| Gati,
Air India Cargo eye Blue Dart market share
15 November 2007
Indian
logistics major, Gati, has signed a joint venture pact with Air India Cargo in
a move aimed at providing competition in the domestic cargo aviation space to
Blue Dart Express, owned by DHL, a unit of German postal services giant Deutsche
Post. Gati
managing director and chief executive, Mahendra Agarwal, said that his firm would
lease up to five freighter aircraft by March 2008 from Air India Cargo, a unit
of state-run National Aviation Company Ltd (NACIL). He added that the aim was
to garner 11 per cent market share by December 2008. According
to Agarwal, the freighters would help the company carry more cargo with no restrictions
on timings, quantity or type. For Gati this is a move up in the airfreight business,
as it will now transit from hiring limited space in the belly of passenger aircraft
to leasing an entire plane's capacity. The
capacity increase would enable Gati to carry more perishable commodities, such
as flowers and vegetables and refrigerated products like pharmaceuticals. India's
domestic air cargo industry, which is dominated by Blue Dart Express, has been
growing at a compounded growth rate of over 11 per cent over the past five years.
According to
estimates, a booming economy may see domestic air cargo grow to 500,000 metric
tonnes by March 2008, at a 20 per cent growth rate every year, over the next five
years.

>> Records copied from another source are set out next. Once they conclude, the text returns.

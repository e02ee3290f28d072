//! Utility modules for karaoke-server

pub mod audio_decoder;
pub mod filename;
pub mod media;
pub mod resample;

pub use audio_decoder::{decode_audio_file, DecodedAudio};
pub use resample::resample_mono;
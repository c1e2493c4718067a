//! Middlewares specific to the search gateway.

mod metrics;
mod sentry;

pub use self::metrics::Metrics;
pub use self::sentry::Sentry;
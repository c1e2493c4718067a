//! Tests for the liveness endpoints, including the ones required by
//! [Dockerflow](https://github.com/mozilla-services/dockerflow).

use anyhow::Result;
use pretty_assertions::assert_eq;
use reqwest::StatusCode;
use serde::Deserialize;
use serde_json::{json, Value};

use crate::{gateway_test, TestingTools};

#[actix_rt::test]
async fn health_works() -> Result<()> {
    gateway_test(
        |_| (),
        |TestingTools {
             test_client,
             upstream_mock,
             ..
         }| async move {
            let catch_all = upstream_mock
                .mock_async(|when, then| {
                    when.any_request();
                    then.status(500);
                })
                .await;

            let response = test_client.get("/health").send().await?;

            assert_eq!(response.status(), StatusCode::OK);
            let body: Value = response.json().await?;
            assert_eq!(body, json!({ "status": "healthy" }));
            assert_eq!(catch_all.hits_async().await, 0);
            Ok(())
        },
    )
    .await
}

#[actix_rt::test]
async fn lbheartbeat_works() {
    gateway_test(
        |_| (),
        |TestingTools { test_client, .. }| async move {
            let response = test_client
                .get("/__lbheartbeat__")
                .send()
                .await
                .expect("failed to execute request");

            assert_eq!(response.status(), StatusCode::OK);
            assert_eq!(response.content_length(), Some(0));
        },
    )
    .await
}

#[actix_rt::test]
async fn heartbeat_works() -> Result<()> {
    gateway_test(
        |_| (),
        |TestingTools { test_client, .. }| async move {
            let response = test_client.get("/__heartbeat__").send().await?;

            assert!(response.status().is_success());
            assert_eq!(
                response
                    .headers()
                    .get_all("content-type")
                    .iter()
                    .collect::<Vec<_>>(),
                vec!["application/json"]
            );
            Ok(())
        },
    )
    .await
}

#[actix_rt::test]
async fn version_works() -> Result<()> {
    gateway_test(
        |_| (),
        |TestingTools { test_client, .. }| async move {
            let response = test_client.get("/__version__").send().await?;

            assert!(response.status().is_success());
            assert_eq!(
                response
                    .headers()
                    .get_all("content-type")
                    .iter()
                    .collect::<Vec<_>>(),
                vec!["application/json"]
            );

            #[derive(Deserialize, Debug)]
            #[allow(dead_code)]
            struct VersionInfo {
                source: String,
                version: String,
                commit: String,
                build: String,
            }
            let body: Result<VersionInfo, _> = response.json().await;
            assert!(body.is_ok());
            Ok(())
        },
    )
    .await
}

#[actix_rt::test]
async fn error_works() -> Result<()> {
    gateway_test(
        |_| (),
        |TestingTools { test_client, .. }| async move {
            let response = test_client.get("/__error__").send().await?;

            assert_eq!(response.status(), StatusCode::INTERNAL_SERVER_ERROR);
            let body: Value = response.json().await?;
            assert_eq!(body, json!({ "detail": "Internal error" }));
            Ok(())
        },
    )
    .await
}
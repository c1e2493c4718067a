use anyhow::{bail, Context};
use serde::{de, ser::SerializeSeq, Deserialize, Serialize};
use std::{ops::AddAssign, str::FromStr};
use tracing_subscriber::{filter::Directive, EnvFilter};

/// Logging settings.
#[derive(Debug, Clone, Serialize, Deserialize)]
pub struct LoggingSettings {
    /// The minimum level that logs should be reported at.
    ///
    /// Each entry can be one of `ERROR`, `WARN`, `INFO`, `DEBUG`, or `TRACE` (in
    /// increasing verbosity), with an optional component that specifies the
    /// source of the logs.
    ///
    /// Directives from the environment variable `RUST_LOG` are appended to the
    /// configured ones, so they take precedence.
    ///
    /// # Examples
    ///
    /// The configurations below are identical
    ///
    /// ```yaml
    /// # config/local.yaml
    /// logging:
    ///   levels:
    ///     - INFO                             # default to INFO
    ///     - search_gateway_upstream=DEBUG    # see every forwarded request
    /// ```
    ///
    /// ```shell
    /// RUST_LOG=INFO,search_gateway_upstream=DEBUG
    /// ```
    pub levels: DirectiveWrapper,

    /// The format to output logs in.
    pub format: LogFormat,
}

/// The output formats available for logs.
#[derive(Debug, Clone, Copy, PartialEq, Eq, Serialize, Deserialize)]
#[serde(rename_all = "lowercase")]
pub enum LogFormat {
    /// [`tracing-subscriber`]'s human targeted, pretty format. Multiple lines
    /// per log event.
    Pretty,

    /// Newline delimited JSON objects, for log aggregation. One line per log event.
    Json,

    /// [`tracing-subscriber`]'s default format. One line per log event.
    Compact,
}

/// Tracing's Directive object for filter logs isn't `Clone` or `Serializable`.
/// This wraps a collection of directives so that we can work more easily
/// with it.
///
/// It can be deserialized from either a comma separated string of directives
/// (`"INFO,component1=WARN"`), or from a sequence of comma separated strings
/// (`["INFO", "component1=WARN,component2=DEBUG"]`). Config files use
/// sequences, but environment variables are always strings.
///
/// Every entry in this struct is guaranteed to be parsable as a valid Directive.
#[derive(Debug, Clone, PartialEq)]
pub struct DirectiveWrapper(Vec<String>);

impl DirectiveWrapper {
    /// The directives held, in order.
    pub fn directives(&self) -> &[String] {
        &self.0
    }
}

impl Serialize for DirectiveWrapper {
    fn serialize<S>(&self, serializer: S) -> Result<S::Ok, S::Error>
    where
        S: serde::Serializer,
    {
        let mut seq = serializer.serialize_seq(Some(self.0.len()))?;
        for directive in &self.0 {
            seq.serialize_element(&directive)?;
        }
        seq.end()
    }
}

impl<'de> Deserialize<'de> for DirectiveWrapper {
    fn deserialize<D>(deserializer: D) -> Result<Self, D::Error>
    where
        D: serde::Deserializer<'de>,
    {
        struct Visitor;

        impl<'de> de::Visitor<'de> for Visitor {
            type Value = DirectiveWrapper;

            fn expecting(&self, formatter: &mut std::fmt::Formatter) -> std::fmt::Result {
                write!(formatter, "directive or list of directives")
            }

            fn visit_str<E>(self, s: &str) -> Result<Self::Value, E>
            where
                E: de::Error,
            {
                s.parse().map_err(|err: anyhow::Error| {
                    de::Error::invalid_value(de::Unexpected::Str(s), &err.to_string().as_str())
                })
            }

            fn visit_seq<A>(self, mut seq: A) -> Result<Self::Value, A::Error>
            where
                A: de::SeqAccess<'de>,
            {
                let mut rv = DirectiveWrapper(vec![]);

                while let Some(item) = seq.next_element::<String>()? {
                    let parsed: DirectiveWrapper = item.parse().map_err(|err: anyhow::Error| {
                        de::Error::invalid_value(
                            de::Unexpected::Str(&item),
                            &err.to_string().as_str(),
                        )
                    })?;
                    rv += parsed;
                }

                Ok(rv)
            }
        }

        let mut rv = deserializer.deserialize_any(Visitor)?;

        // RUST_LOG should always be respected.
        if let Ok(rust_log) = std::env::var("RUST_LOG") {
            if !rust_log.trim().is_empty() {
                let from_env: DirectiveWrapper = rust_log.parse().map_err(|_err| {
                    de::Error::invalid_value(de::Unexpected::Str(&rust_log), &"valid directive")
                })?;
                rv += from_env;
            }
        }

        Ok(rv)
    }
}

impl FromStr for DirectiveWrapper {
    type Err = anyhow::Error;

    fn from_str(s: &str) -> Result<Self, Self::Err> {
        let parts: Vec<String> = s
            .split(',')
            .map(str::trim)
            .filter(|p| !p.is_empty())
            .map(ToString::to_string)
            .collect();

        if let Some(err) = parts.iter().find_map(|p| p.parse::<Directive>().err()) {
            return Err(err).context("valid syntax");
        }

        // Crate names are logged with underscores, so a hyphen never matches.
        if parts.iter().any(|p| p.contains('-')) {
            bail!("log targets must not include hyphens");
        }

        Ok(Self(parts))
    }
}

impl AddAssign for DirectiveWrapper {
    fn add_assign(&mut self, rhs: Self) {
        self.0.extend(rhs.0)
    }
}

impl From<&DirectiveWrapper> for EnvFilter {
    fn from(val: &DirectiveWrapper) -> Self {
        val.0
            .iter()
            .filter_map(|directive| directive.parse::<Directive>().ok())
            .fold(EnvFilter::default(), EnvFilter::add_directive)
    }
}

#[cfg(test)]
mod tests {
    use super::{DirectiveWrapper, LogFormat};
    use parameterized::parameterized;
    use pretty_assertions::assert_eq;

    #[parameterized(input = {
        "INFO",
        "INFO,search_gateway_web=DEBUG",
        " WARN , search_gateway_upstream=TRACE ",
    })]
    fn valid_directives_parse(input: &str) {
        assert!(input.parse::<DirectiveWrapper>().is_ok());
    }

    #[test]
    fn hyphenated_targets_are_rejected() {
        let err = "search-gateway-web=DEBUG"
            .parse::<DirectiveWrapper>()
            .expect_err("hyphens should be rejected");
        assert!(err.to_string().contains("hyphens"));
    }

    #[test]
    fn sequences_are_flattened() {
        let wrapper: DirectiveWrapper =
            serde_json::from_value(serde_json::json!(["INFO", "a=WARN,b=DEBUG"]))
                .expect("valid directives");
        assert!(wrapper.directives().starts_with(&[
            "INFO".to_string(),
            "a=WARN".to_string(),
            "b=DEBUG".to_string()
        ]));
    }

    #[test]
    fn log_format_is_lowercase() {
        let format: LogFormat = serde_json::from_value(serde_json::json!("json")).unwrap();
        assert_eq!(format, LogFormat::Json);
    }
}
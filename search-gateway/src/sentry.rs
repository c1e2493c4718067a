//! Sentry error reporting.

use anyhow::Result;
use search_gateway_settings::Settings;
use sentry::IntoDsn;
use std::sync::Arc;

/// Sets up Sentry. Reporting is disabled if no DSN is configured.
///
/// The returned guard must be held for the duration of the program. Once it is
/// dropped, no more errors will be reported.
pub fn init_sentry(settings: &Settings) -> Result<sentry::ClientInitGuard> {
    let mut options = sentry::ClientOptions {
        dsn: settings.sentry.dsn.as_deref().into_dsn()?,
        debug: settings.sentry.debug,
        release: sentry::release_name!(),
        environment: Some(settings.env.clone().into()),
        ..Default::default()
    };

    if settings.sentry.debug {
        options.before_send = Some(Arc::new(|event: sentry::protocol::Event<'static>| {
            let exceptions: Vec<_> = event
                .exception
                .values
                .iter()
                .map(|exc| format!("{}: {}", exc.ty, exc.value.as_deref().unwrap_or("--")))
                .collect();
            tracing::debug!(
                r#type = "gateway.sentry.event",
                event_id = %event.event_id,
                ?exceptions,
                "A sentry error was sent"
            );
            Some(event)
        }));
    }

    let guard = sentry::init(options);
    if guard.is_enabled() {
        tracing::info!(r#type = "gateway.sentry.enabled", "Reporting errors to Sentry");
    }
    Ok(guard)
}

Gati expects
the share of its aviation cargo business to double to 20 per cent in the fiscal
year to June 2009, with revenues reaching $254 million. Air
India Cargo will continue to run its own logistics business separately and expects
cargo operations to contribute a revenue of $228 million in the fiscal year to
March 2008.
Gati
plans to have a fleet of 10 freighters by July 2008.